▸ **Instructions for the task**
Search the entries below for "isolated". Report each line where it occurs.

▸ **Dataset excerpts**

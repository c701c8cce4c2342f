//! In-process multi-node harness.
//!
//! Every node runs a real [`MasterBalance`]. Peer calls dispatch straight to
//! the target node's balance, and transfers are completed by pushing the
//! resulting role changes to both ends, the way the replication layer would.

use crate::balance::{DensityMonitor, MasterBalance};
use crate::cluster::{NoopShutdown, StaticTopology, Topology, TopologyProvider};
use crate::config::BalanceConfig;
use crate::error::{NetworkError, Result};
use crate::network::{MasterTransferInitiator, PeerClient};
use crate::types::{MasterLeaseInfo, MdInfo, NodeId, ReplicationRole, RnId, StateInfo};
use parking_lot::{Mutex, RwLock};
use std::collections::{BTreeMap, HashMap, HashSet};
use std::sync::Arc;
use std::time::{Duration, Instant};
use tracing::debug;

/// Routes peer calls between in-process nodes.
#[derive(Debug, Default)]
pub struct InProcessNetwork {
    nodes: RwLock<HashMap<NodeId, Arc<MasterBalance>>>,
    isolated: RwLock<HashSet<NodeId>>,
}

impl InProcessNetwork {
    fn register(&self, node: NodeId, balance: Arc<MasterBalance>) {
        self.nodes.write().insert(node, balance);
    }

    /// Make `node` unreachable.
    pub fn isolate(&self, node: NodeId) {
        self.isolated.write().insert(node);
    }

    /// Make `node` reachable again.
    pub fn heal(&self, node: NodeId) {
        self.isolated.write().remove(&node);
    }

    fn route(&self, node: NodeId) -> Result<Arc<MasterBalance>> {
        if self.isolated.read().contains(&node) {
            return Err(NetworkError::Unreachable {
                node,
                reason: "isolated".to_string(),
            }
            .into());
        }
        self.nodes
            .read()
            .get(&node)
            .cloned()
            .ok_or_else(|| NetworkError::UnknownNode(node).into())
    }
}

#[async_trait::async_trait]
impl PeerClient for InProcessNetwork {
    async fn note_state(&self, node: NodeId, info: StateInfo) -> Result<()> {
        self.route(node)?.note_state(info).await
    }

    async fn md_info(&self, node: NodeId) -> Result<Option<MdInfo>> {
        Ok(self.route(node)?.md_info())
    }

    async fn master_lease(&self, node: NodeId, lease: MasterLeaseInfo) -> Result<bool> {
        Ok(self.route(node)?.master_lease(lease))
    }

    async fn cancel_master_lease(
        &self,
        node: NodeId,
        requesting_node: NodeId,
        rn_id: RnId,
    ) -> Result<bool> {
        Ok(self.route(node)?.cancel_master_lease(requesting_node, rn_id))
    }

    async fn overloaded_neighbor(&self, node: NodeId, overloaded: NodeId) -> Result<()> {
        self.route(node)?.overloaded_neighbor(overloaded);
        Ok(())
    }
}

/// Stands in for the replication layer: accepts every transfer and reports
/// the role swap to both hosts.
#[derive(Debug)]
pub struct ClusterInitiator {
    topology: Arc<StaticTopology>,
    network: Arc<InProcessNetwork>,
    transfers: Mutex<Vec<(RnId, RnId)>>,
}

#[async_trait::async_trait]
impl MasterTransferInitiator for ClusterInitiator {
    async fn initiate_master_transfer(
        &self,
        source: RnId,
        target: RnId,
        _timeout: Duration,
    ) -> Result<bool> {
        let Some(topology) = self.topology.current() else {
            return Ok(false);
        };
        let (Some(source_node), Some(target_node)) =
            (topology.node_of(source), topology.node_of(target))
        else {
            return Ok(false);
        };
        self.transfers.lock().push((source, target));

        let network = self.network.clone();
        let seq = topology.seq();
        tokio::spawn(async move {
            let promoted = StateInfo::new(target, ReplicationRole::Master, seq);
            let demoted = StateInfo::new(source, ReplicationRole::Replica, seq);
            if let Err(e) = network.note_state(target_node, promoted).await {
                debug!(%target, error = %e, "Promotion not delivered");
            }
            if let Err(e) = network.note_state(source_node, demoted).await {
                debug!(%source, error = %e, "Demotion not delivered");
            }
        });
        Ok(true)
    }
}

/// A running set of nodes sharing one topology.
pub struct TestCluster {
    topology: Arc<StaticTopology>,
    network: Arc<InProcessNetwork>,
    initiator: Arc<ClusterInitiator>,
    nodes: BTreeMap<NodeId, Arc<MasterBalance>>,
}

impl TestCluster {
    /// Start balancing on every node of `topology`.
    pub fn start(topology: Topology, config: BalanceConfig) -> Result<Self> {
        let node_ids: Vec<NodeId> = topology.nodes().collect();
        let topology = Arc::new(StaticTopology::new(topology));
        let network = Arc::new(InProcessNetwork::default());
        let initiator = Arc::new(ClusterInitiator {
            topology: topology.clone(),
            network: network.clone(),
            transfers: Mutex::new(Vec::new()),
        });

        let mut nodes = BTreeMap::new();
        for node_id in node_ids {
            let balance = Arc::new(MasterBalance::start(
                node_id,
                config.clone(),
                topology.clone(),
                network.clone(),
                initiator.clone(),
                Arc::new(NoopShutdown),
            )?);
            network.register(node_id, balance.clone());
            nodes.insert(node_id, balance);
        }

        Ok(Self {
            topology,
            network,
            initiator,
            nodes,
        })
    }

    /// Get a node's balance.
    pub fn node(&self, node: NodeId) -> Option<&Arc<MasterBalance>> {
        self.nodes.get(&node)
    }

    /// Get a node's control loop, if balancing is enabled.
    pub fn monitor(&self, node: NodeId) -> Option<&Arc<DensityMonitor>> {
        self.nodes.get(&node).and_then(|b| b.monitor())
    }

    /// The shared network, for isolating nodes.
    pub fn network(&self) -> &Arc<InProcessNetwork> {
        &self.network
    }

    /// Transfers the replication layer was asked for, oldest first.
    pub fn transfers(&self) -> Vec<(RnId, RnId)> {
        self.initiator.transfers.lock().clone()
    }

    /// Report `role` for `rn` to the node hosting it.
    pub async fn set_role(&self, rn: RnId, role: ReplicationRole) -> Result<()> {
        let topology = self
            .topology
            .current()
            .ok_or_else(|| crate::error::Error::Topology("no topology".to_string()))?;
        let node = topology
            .node_of(rn)
            .ok_or_else(|| crate::error::Error::Topology(format!("{} not placed", rn)))?;
        // Local notifications do not cross the network.
        let balance = self
            .nodes
            .get(&node)
            .ok_or_else(|| crate::error::Error::Topology(format!("node {} not running", node)))?;
        balance
            .note_state(StateInfo::new(rn, role, topology.seq()))
            .await
    }

    /// Make each of `masters` the master of its group, every sibling a
    /// replica.
    pub async fn assign_masters(&self, masters: &[RnId]) -> Result<()> {
        let topology = self
            .topology
            .current()
            .ok_or_else(|| crate::error::Error::Topology("no topology".to_string()))?;
        for master in masters {
            for member in topology.group_members(master.group) {
                let role = if member == *master {
                    ReplicationRole::Master
                } else {
                    ReplicationRole::Replica
                };
                self.set_role(member, role).await?;
            }
        }
        Ok(())
    }

    /// Masters each node currently hosts.
    pub fn master_counts(&self) -> BTreeMap<NodeId, u32> {
        self.nodes
            .iter()
            .map(|(id, balance)| {
                let count = balance
                    .monitor()
                    .map(|m| m.resident().master_count())
                    .unwrap_or(0);
                (*id, count)
            })
            .collect()
    }

    /// Poll `check` until it holds or `timeout` elapses.
    pub async fn wait_until<F>(&self, timeout: Duration, mut check: F) -> bool
    where
        F: FnMut(&Self) -> bool,
    {
        let start = Instant::now();
        while start.elapsed() < timeout {
            if check(self) {
                return true;
            }
            tokio::time::sleep(Duration::from_millis(10)).await;
        }
        check(self)
    }

    /// Stop every node.
    pub async fn shutdown(&self) {
        for balance in self.nodes.values() {
            balance.shutdown().await;
        }
    }
}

▸ **Result of the exercise**
    isolated: RwLock<HashSet<NodeId>>,
        self.isolated.write().insert(node);
        self.isolated.write().remove(&node);
        if self.isolated.read().contains(&node) {
                reason: "isolated".to_string(),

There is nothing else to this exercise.